Screening variables that were collected for breast cancer early detection included previous mammogram (yes or no) with date, symptoms (yes or no), clinical breast examination (CBE) performed and results (normal or abnormal), and screening mammogram result (Breast Imaging Reporting and Data System [BI-RADS] codes9: normal, benign, probably benign, suspicious abnormality, highly suggestive of malignancy, assessment incomplete). In the overall and outcome-specific concordance estimates for screening mammogram results, we excluded 686 records (23.2%) that did not have a code collected directly from the radiology report. These excluded reports primarily occurred before 1999, before the full adoption of BI-RADS coding by radiologists. Screening variables that were collected for cervical cancer early detection included previous Pap test (yes or no) with date and Pap result (1991 Bethesda system categories10: normal, infection/reaction, atypical squamous cells [ASC] of unknown significance [ASCUS], low-grade squamous intraepithelial lesion, high-grade squamous intraepithelial lesion, or invasive squamous cell cancer; 2001 Bethesda system categories11 subdivided ASCUS into 2 categories: ASC of undetermined significance (ASC-US) and ASC-cannot exclude high-grade intraepithelial lesions (ASC-H)).

Diagnostic variables that were abstracted both for breast cancer and cervical cancer included the types of procedures performed, final diagnosis, and status of treatment. At least 10% of the NBCCEDP records were reabstracted by a second abstractor to monitor inter-rater reliability throughout the abstraction process, maintaining an average inter-rater reliability of 95%.

Analysis Methods

MDE data were collected from 1996 through 2004. To compare results between the abstracted data, which we considered the “gold standard,” and the corresponding MDE data, we estimated 4 performance measures: abnormal mammogram screening and abnormal Pap test rates and breast and cervical cancer detection rates. These outcome-specific screening rates are routinely used in analyzing the MDEs.

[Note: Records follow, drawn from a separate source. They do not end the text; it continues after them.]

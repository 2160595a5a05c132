//! Entailment service client.

use async_trait::async_trait;
use serde::{Deserialize, Serialize};
use std::time::Duration;

use super::{build_client, endpoint, millis, truncate_body};
use crate::config::EntailmentConfig;
use crate::entailment::EntailmentScorer;
use crate::error::{EntailmentError, FactCheckError};
use crate::types::{
    AggregatedScore, EntailmentLabel, EntailmentResponse, EntailmentScore, RawScore, Verdict,
};

#[derive(Debug, Serialize)]
struct VerifyRequest<'a> {
    claim: &'a str,
    evidence: &'a [String],
}

#[derive(Debug, Deserialize)]
struct WireScore {
    #[serde(default)]
    evidence_index: Option<usize>,
    #[serde(default)]
    label: Option<String>,
    score: f32,
}

#[derive(Debug, Deserialize)]
struct WireVerifyResponse {
    #[serde(default)]
    label: Option<String>,
    #[serde(default)]
    score: Option<f32>,
    #[serde(default)]
    verdict: Option<String>,
    #[serde(default)]
    confidence: Option<f32>,
    #[serde(default)]
    all_scores: Vec<WireScore>,
}

fn parse_label(raw: Option<&str>) -> Result<EntailmentLabel, EntailmentError> {
    raw.map_or(Ok(EntailmentLabel::Neither), str::parse)
}

/// Decode a `verify` response.
///
/// A body carrying `verdict`/`confidence` is an already aggregated response;
/// otherwise `label`/`score` are the raw model output. Per-item scores come
/// from `all_scores`, indexed by position unless they carry `evidence_index`.
///
/// # Errors
///
/// Returns [`EntailmentError::Malformed`] if the body or a label cannot be
/// decoded.
pub fn parse_verify_response(body: &str) -> Result<EntailmentResponse, EntailmentError> {
    let response: WireVerifyResponse =
        serde_json::from_str(body).map_err(|e| EntailmentError::Malformed(e.to_string()))?;

    let items = response
        .all_scores
        .iter()
        .enumerate()
        .map(|(position, s)| {
            Ok(EntailmentScore::new(
                s.evidence_index.unwrap_or(position),
                parse_label(s.label.as_deref())?,
                s.score,
            ))
        })
        .collect::<Result<Vec<_>, EntailmentError>>()?;

    if let Some(verdict) = response.verdict.as_deref() {
        let verdict = match verdict.trim().to_ascii_uppercase().as_str() {
            "NO_EVIDENCE" => Verdict::NoEvidence,
            other => match other.parse::<EntailmentLabel>()? {
                EntailmentLabel::Supported => Verdict::Supported,
                EntailmentLabel::Refuted => Verdict::Refuted,
                EntailmentLabel::Neither => Verdict::Neither,
                EntailmentLabel::Error => Verdict::Error,
            },
        };
        return Ok(EntailmentResponse::Aggregated(AggregatedScore {
            verdict,
            confidence: response.confidence.or(response.score).unwrap_or(0.0),
            items,
        }));
    }

    let score = response
        .score
        .ok_or_else(|| EntailmentError::Malformed("response has no score".to_string()))?;
    Ok(EntailmentResponse::Raw(RawScore {
        label: parse_label(response.label.as_deref())?,
        score,
        items,
    }))
}

/// Scorer backed by the entailment service.
#[derive(Debug, Clone)]
pub struct HttpEntailmentScorer {
    client: reqwest::Client,
    url: String,
    timeout: Duration,
}

impl HttpEntailmentScorer {
    /// Create a client for the service at `config.base_url`.
    ///
    /// # Errors
    ///
    /// Returns an error if the HTTP client cannot be built.
    pub fn new(config: &EntailmentConfig) -> Result<Self, FactCheckError> {
        Ok(Self {
            client: build_client(config.timeout())?,
            url: endpoint(&config.base_url, "verify"),
            timeout: config.timeout(),
        })
    }

    fn map_error(&self, e: &reqwest::Error) -> EntailmentError {
        if e.is_timeout() {
            EntailmentError::Timeout(millis(self.timeout))
        } else {
            EntailmentError::Network(e.to_string())
        }
    }
}

#[async_trait]
impl EntailmentScorer for HttpEntailmentScorer {
    async fn score(
        &self,
        claim: &str,
        evidence: &[String],
    ) -> Result<EntailmentResponse, EntailmentError> {
        if evidence.is_empty() {
            return Err(EntailmentError::EmptyEvidence);
        }

        let response = self
            .client
            .post(&self.url)
            .json(&VerifyRequest { claim, evidence })
            .send()
            .await
            .map_err(|e| self.map_error(&e))?;

        let status = response.status();
        let body = response.text().await.map_err(|e| self.map_error(&e))?;
        if !status.is_success() {
            return Err(EntailmentError::Status {
                status: status.as_u16(),
                body: truncate_body(&body),
            });
        }
        parse_verify_response(&body)
    }

    fn name(&self) -> &str {
        "entailment-service"
    }
}

#[cfg(test)]
mod tests {
    use super::*;

    #[test]
    fn test_parse_raw_response() {
        let body = r#"{"label": "SUPPORTED", "score": 0.91, "all_scores": [
            {"label": "SUPPORTED", "score": 0.91},
            {"label": "UNSUPPORTED", "score": 0.12}
        ]}"#;
        let response = parse_verify_response(body).unwrap();
        assert_eq!(response.label(), EntailmentLabel::Supported);
        let items = response.into_item_scores(2).unwrap();
        assert_eq!(items[1].evidence_index, 1);
        assert_eq!(items[1].label, EntailmentLabel::Refuted);
    }

    #[test]
    fn test_parse_aggregated_response() {
        let body = r#"{"verdict": "NEITHER", "confidence": 0.4, "all_scores": [
            {"evidence_index": 0, "label": "NEITHER", "score": 0.4}
        ]}"#;
        match parse_verify_response(body).unwrap() {
            EntailmentResponse::Aggregated(agg) => {
                assert_eq!(agg.verdict, Verdict::Neither);
                assert!((agg.confidence - 0.4).abs() < f32::EPSILON);
                assert_eq!(agg.items.len(), 1);
            }
            EntailmentResponse::Raw(_) => panic!("expected aggregated response"),
        }
    }

    #[test]
    fn test_parse_single_without_scores() {
        let response = parse_verify_response(r#"{"label": "SUPPORTED", "score": 0.7}"#).unwrap();
        assert!(response.items().is_empty());
        assert_eq!(response.into_item_scores(1).unwrap().len(), 1);
    }

    #[test]
    fn test_parse_errors() {
        assert!(parse_verify_response(r#"{"label": "SUPPORTED"}"#).is_err());
        assert!(parse_verify_response(r#"{"label": "MAYBE", "score": 0.5}"#).is_err());
        assert!(parse_verify_response("<html>").is_err());
    }
}
impl<S, T, E> FactCheckOrchestrator<S, T, E>
where
    S: EvidenceSource,
    T: Translator,
    E: EntailmentScorer,
{
    /// Create an orchestrator from its collaborators.
    ///
    /// # Errors
    ///
    /// Returns an error if `config` fails validation.
    pub fn new(
        source: S,
        translator: T,
        scorer: E,
        config: FactCheckConfig,
    ) -> Result<Self, FactCheckError> {
        config.validate()?;
        let aggregator = VerdictAggregator::new(config.aggregation.clone())?;
        let chunker = EvidenceChunker::new(config.evidence.max_chunks, config.evidence.max_length)
            .with_policy(config.search.trust.clone());

        Ok(Self {
            source,
            translator,
            scorer,
            fetcher: None,
            chunker,
            aggregator,
            config,
            metrics: Arc::new(MetricsCollector::new()),
        })
    }

    /// Install a content fetcher, used when `evidence.fetch_full_content` is set.
    #[must_use]
    pub fn with_fetcher(mut self, fetcher: Box<dyn ContentFetcher>) -> Self {
        self.fetcher = Some(fetcher);
        self
    }

    /// Share `metrics` instead of the orchestrator's own collector.
    #[must_use]
    pub fn with_metrics(mut self, metrics: Arc<MetricsCollector>) -> Self {
        self.metrics = metrics;
        self
    }

    /// The evidence source.
    #[must_use]
    pub fn source(&self) -> &S {
        &self.source
    }

    /// The translator.
    #[must_use]
    pub fn translator(&self) -> &T {
        &self.translator
    }

    /// The entailment scorer.
    #[must_use]
    pub fn scorer(&self) -> &E {
        &self.scorer
    }

    /// The aggregator.
    #[must_use]
    pub const fn aggregator(&self) -> &VerdictAggregator {
        &self.aggregator
    }

    /// The metrics collector.
    #[must_use]
    pub fn metrics(&self) -> &Arc<MetricsCollector> {
        &self.metrics
    }

    async fn search(&self, claim: &Claim, trace: &mut RunTrace) -> Vec<SearchHit> {
        let query = self.config.search.trust.rewrite_query(claim.text());
        let search_timeout = self.config.search.timeout();
        let started = Instant::now();

        // Pacing waits are bounded by the run deadline, not the search timeout.
        let permit = match self.source.ready().await {
            Ok(permit) => permit,
            Err(e) => {
                tracing::warn!(claim_id = %claim.id(), source = self.source.name(), error = %e, "Evidence source unavailable");
                trace.timings.search_ms = Some(elapsed_ms(started));
                return Vec::new();
            }
        };
        let queued = started.elapsed();
        if !queued.is_zero() {
            tracing::debug!(claim_id = %claim.id(), wait_ms = duration_ms(queued), "Search request paced");
        }

        let hits = match timeout(
            search_timeout,
            self.source
                .search_ready(&query, self.config.search.max_results, permit),
        )
        .await
        {
            Ok(Ok(hits)) => hits,
            Ok(Err(e)) => {
                tracing::warn!(claim_id = %claim.id(), source = self.source.name(), error = %e, "Evidence search failed");
                Vec::new()
            }
            Err(_) => {
                tracing::warn!(
                    claim_id = %claim.id(),
                    timeout_ms = duration_ms(search_timeout),
                    "Evidence search timed out"
                );
                Vec::new()
            }
        };

        let took = started.elapsed();
        trace.timings.search_ms = Some(duration_ms(took));
        self.metrics.record_stage_timing(stage::SEARCH, took);
        tracing::debug!(claim_id = %claim.id(), hits = hits.len(), "Evidence search finished");
        hits
    }

    async fn prepare_evidence(
        &self,
        claim: &Claim,
        hits: &[SearchHit],
        trace: &mut RunTrace,
    ) -> Vec<EvidenceItem> {
        let fetcher = self
            .fetcher
            .as_deref()
            .filter(|_| self.config.evidence.fetch_full_content);

        let Some(fetcher) = fetcher else {
            return self.chunker.prepare(hits);
        };

        let started = Instant::now();
        let urls: Vec<&str> = hits
            .iter()
            .take(self.chunker.max_chunks())
            .map(|h| h.url.as_str())
            .collect();
        let fetched =
            fetch_contents(fetcher, &urls, self.config.evidence.content_fetch_timeout()).await;

        let took = started.elapsed();
        trace.timings.fetch_ms = Some(duration_ms(took));
        self.metrics.record_stage_timing(stage::FETCH, took);
        tracing::debug!(
            claim_id = %claim.id(),
            fetched = fetched.iter().filter(|c| c.is_some()).count(),
            requested = urls.len(),
            "Content fetch finished"
        );

        self.chunker.prepare_with_content(hits, &fetched)
    }

    async fn score(
        &self,
        claim_en: &str,
        evidence_en: &[String],
    ) -> Result<Vec<EntailmentScore>, EntailmentError> {
        if evidence_en.is_empty() {
            return Err(EntailmentError::EmptyEvidence);
        }
        let scoring_timeout = self.config.entailment.timeout();
        let response = timeout(scoring_timeout, self.scorer.score(claim_en, evidence_en))
            .await
            .map_err(|_| EntailmentError::Timeout(duration_ms(scoring_timeout)))??;
        response.into_item_scores(evidence_en.len())
    }

    async fn run(&self, claim: &Claim, trace: &mut RunTrace) -> Verification {
        let hits = self.search(claim, trace).await;
        if hits.is_empty() {
            return Verification::failed(
                Verdict::NoEvidence,
                ErrorKind::NoEvidence,
                "No evidence found for the claim",
            );
        }

        let items = self.prepare_evidence(claim, &hits, trace).await;
        if items.is_empty() {
            tracing::warn!(claim_id = %claim.id(), hits = hits.len(), "Search hits carried no usable text");
            self.metrics.record_scoring_failure();
            return Verification::failed(
                Verdict::Error,
                ErrorKind::ScoringUnavailable,
                "Search results carried no usable evidence text",
            );
        }

        // Translation: claim first, then evidence in order.
        let mut texts = Vec::with_capacity(items.len() + 1);
        texts.push(claim.text().to_string());
        texts.extend(items.iter().map(|i| i.text.clone()));

        let started = Instant::now();
        let translation_timeout = self.config.translation.timeout();
        let batch = match timeout(
            translation_timeout,
            translate_with_fallback(&self.translator, &texts),
        )
        .await
        {
            Ok(batch) => batch,
            Err(_) => {
                tracing::warn!(
                    claim_id = %claim.id(),
                    timeout_ms = duration_ms(translation_timeout),
                    "Translation timed out, using source texts"
                );
                untranslated(&texts)
            }
        };
        let took = started.elapsed();
        trace.timings.translation_ms = Some(duration_ms(took));
        self.metrics.record_stage_timing(stage::TRANSLATION, took);

        let degraded = batch.degraded_count();
        self.metrics.record_degraded_translations(degraded);
        let mut entries = batch.into_entries().into_iter();
        let claim_en = entries
            .next()
            .map_or_else(|| claim.text().to_string(), |e| e.translated);
        trace.translated_claim = Some(claim_en.clone());
        let evidence_entries: Vec<_> = entries.collect();
        let evidence_en: Vec<String> = evidence_entries.iter().map(|e| e.translated.clone()).collect();

        let degradation = (degraded > 0).then_some(ErrorKind::TranslationDegraded);
        if degraded > 0 {
            tracing::warn!(claim_id = %claim.id(), degraded, total = texts.len(), "Translation degraded");
        }

        // Scoring: one call with the full evidence list.
        let started = Instant::now();
        let scored = self.score(&claim_en, &evidence_en).await;
        let took = started.elapsed();
        trace.timings.scoring_ms = Some(duration_ms(took));
        self.metrics.record_stage_timing(stage::SCORING, took);

        let scores = match scored {
            Ok(scores) => scores,
            Err(e) => {
                tracing::warn!(claim_id = %claim.id(), scorer = self.scorer.name(), error = %e, "Entailment scoring failed");
                self.metrics.record_scoring_failure();
                let evidence_used = items
                    .into_iter()
                    .zip(evidence_entries)
                    .map(|(item, entry)| ScoredEvidence {
                        item,
                        translated_text: entry.translated,
                        translation_degraded: entry.degraded,
                        score: None,
                    })
                    .collect();
                return Verification {
                    evidence_used,
                    ..Verification::failed(
                        Verdict::Error,
                        ErrorKind::ScoringUnavailable,
                        format!("Entailment scoring unavailable: {e}"),
                    )
                };
            }
        };

        let outcome = self.aggregator.aggregate(&scores);
        tracing::debug!(
            claim_id = %claim.id(),
            strategy = %outcome.strategy,
            considered = outcome.considered,
            confidence = outcome.confidence,
            "Scores aggregated"
        );

        let evidence_used = items
            .into_iter()
            .zip(evidence_entries)
            .zip(scores)
            .map(|((item, entry), score)| ScoredEvidence {
                item,
                translated_text: entry.translated,
                translation_degraded: entry.degraded,
                score: Some(score),
            })
            .collect();

        Verification {
            verdict: outcome.verdict,
            confidence: outcome.confidence,
            rationale: outcome.rationale,
            evidence_used,
            error_kind: degradation,
        }
    }

    fn assemble(
        &self,
        claim: &Claim,
        verification: Verification,
        trace: RunTrace,
        started: Instant,
    ) -> ClaimResult {
        let sources = verification
            .evidence_used
            .iter()
            .map(|e| e.item.url.clone())
            .filter(|u| !u.is_empty())
            .collect();

        ClaimResult {
            claim_id: claim.id().clone(),
            claim: claim.text().to_string(),
            translated_claim: trace.translated_claim,
            verdict: verification.verdict,
            confidence: verification.confidence,
            rationale: verification.rationale,
            strategy: self.aggregator.config().strategy,
            evidence_used: verification.evidence_used,
            sources,
            processing_time_ms: elapsed_ms(started),
            stage_timings: trace.timings,
            error_kind: verification.error_kind,
            checked_at: chrono::Utc::now(),
        }
    }
}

We estimated overall concordance as the percentage agreement between the values of the corresponding abstracted and MDE variables. Because many of the outcomes are relatively rare, overall concordance has limited utility for assessing the MDE data quality. Therefore, to evaluate MDE data quality more thoroughly, we calculated outcome-specific concordance for each outcome level of the evaluated variables. For each outcome-specific concordance, we identify the abstracted records with the given outcome, then link these abstracted records to the corresponding MDE records. The outcome-specific concordance is defined as the percentage of these linked MDE records that also have the given outcome. For example, in the screening mammography results evaluation variable, we identify the abstracted records with a “normal” outcome (ie, no diagnostic follow-up) value and link these abstracted records to the corresponding MDE records. The outcome-specific concordance is the percentage of these linked MDE records that also indicates a “normal” mammography screening value. In the assessment of both overall and outcome-specific concordance, we excluded records with missing abstracted values because of archived or otherwise unavailable medical charts for the corresponding variable.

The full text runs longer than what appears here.